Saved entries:
####################

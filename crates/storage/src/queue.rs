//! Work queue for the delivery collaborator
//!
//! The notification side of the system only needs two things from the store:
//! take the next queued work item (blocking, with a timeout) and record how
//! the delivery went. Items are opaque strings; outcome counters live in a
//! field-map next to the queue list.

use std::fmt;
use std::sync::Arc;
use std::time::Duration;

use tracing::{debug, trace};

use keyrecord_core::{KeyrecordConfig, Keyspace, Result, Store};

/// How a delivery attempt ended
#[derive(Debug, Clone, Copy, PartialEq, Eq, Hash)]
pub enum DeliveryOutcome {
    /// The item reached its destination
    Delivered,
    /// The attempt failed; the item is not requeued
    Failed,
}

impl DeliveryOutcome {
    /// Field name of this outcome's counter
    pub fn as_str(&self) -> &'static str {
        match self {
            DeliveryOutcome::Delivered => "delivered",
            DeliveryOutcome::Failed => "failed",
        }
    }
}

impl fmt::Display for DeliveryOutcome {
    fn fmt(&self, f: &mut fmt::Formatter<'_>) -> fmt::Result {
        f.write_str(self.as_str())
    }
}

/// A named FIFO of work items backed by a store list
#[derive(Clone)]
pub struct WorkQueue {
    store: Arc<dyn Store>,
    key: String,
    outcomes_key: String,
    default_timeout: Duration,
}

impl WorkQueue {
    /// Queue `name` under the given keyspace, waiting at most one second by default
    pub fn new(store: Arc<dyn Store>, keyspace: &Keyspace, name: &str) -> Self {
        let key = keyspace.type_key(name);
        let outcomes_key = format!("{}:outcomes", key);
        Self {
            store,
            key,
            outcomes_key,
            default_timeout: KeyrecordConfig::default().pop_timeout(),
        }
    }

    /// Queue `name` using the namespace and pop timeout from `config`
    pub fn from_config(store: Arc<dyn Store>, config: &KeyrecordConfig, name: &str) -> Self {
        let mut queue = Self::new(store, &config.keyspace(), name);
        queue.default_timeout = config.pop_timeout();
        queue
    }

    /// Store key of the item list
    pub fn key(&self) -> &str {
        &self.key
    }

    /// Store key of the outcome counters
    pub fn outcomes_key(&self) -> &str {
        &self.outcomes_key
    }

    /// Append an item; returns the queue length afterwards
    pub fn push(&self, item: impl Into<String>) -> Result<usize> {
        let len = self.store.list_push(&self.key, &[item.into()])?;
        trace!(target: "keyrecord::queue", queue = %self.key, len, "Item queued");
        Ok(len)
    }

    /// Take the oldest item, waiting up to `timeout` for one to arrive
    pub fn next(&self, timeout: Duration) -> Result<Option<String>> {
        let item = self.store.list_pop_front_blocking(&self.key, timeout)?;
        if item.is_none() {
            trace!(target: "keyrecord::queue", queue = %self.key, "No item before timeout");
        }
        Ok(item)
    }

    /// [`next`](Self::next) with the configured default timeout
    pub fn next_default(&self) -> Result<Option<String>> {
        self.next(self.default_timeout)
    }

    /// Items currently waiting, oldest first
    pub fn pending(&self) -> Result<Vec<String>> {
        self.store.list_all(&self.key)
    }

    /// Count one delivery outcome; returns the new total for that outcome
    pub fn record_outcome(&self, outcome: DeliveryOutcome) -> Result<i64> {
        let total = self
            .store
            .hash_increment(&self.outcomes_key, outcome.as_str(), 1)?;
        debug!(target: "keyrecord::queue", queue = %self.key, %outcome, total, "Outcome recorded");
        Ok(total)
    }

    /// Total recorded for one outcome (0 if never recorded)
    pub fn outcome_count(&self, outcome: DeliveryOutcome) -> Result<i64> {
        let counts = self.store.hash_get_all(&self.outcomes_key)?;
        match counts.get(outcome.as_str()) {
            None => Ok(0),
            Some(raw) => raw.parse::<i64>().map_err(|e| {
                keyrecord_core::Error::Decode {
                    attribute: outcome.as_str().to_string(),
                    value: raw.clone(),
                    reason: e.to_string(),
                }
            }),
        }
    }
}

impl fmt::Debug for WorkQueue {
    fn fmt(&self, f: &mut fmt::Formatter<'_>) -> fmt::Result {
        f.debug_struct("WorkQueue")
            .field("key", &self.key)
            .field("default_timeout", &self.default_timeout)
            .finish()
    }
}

####################

WORK TO COMPLETE ::
Tell me how many lines in the records above include the word "Result"; the number is all that is needed.

ANSWER FOR THIS EXERCISE ::
9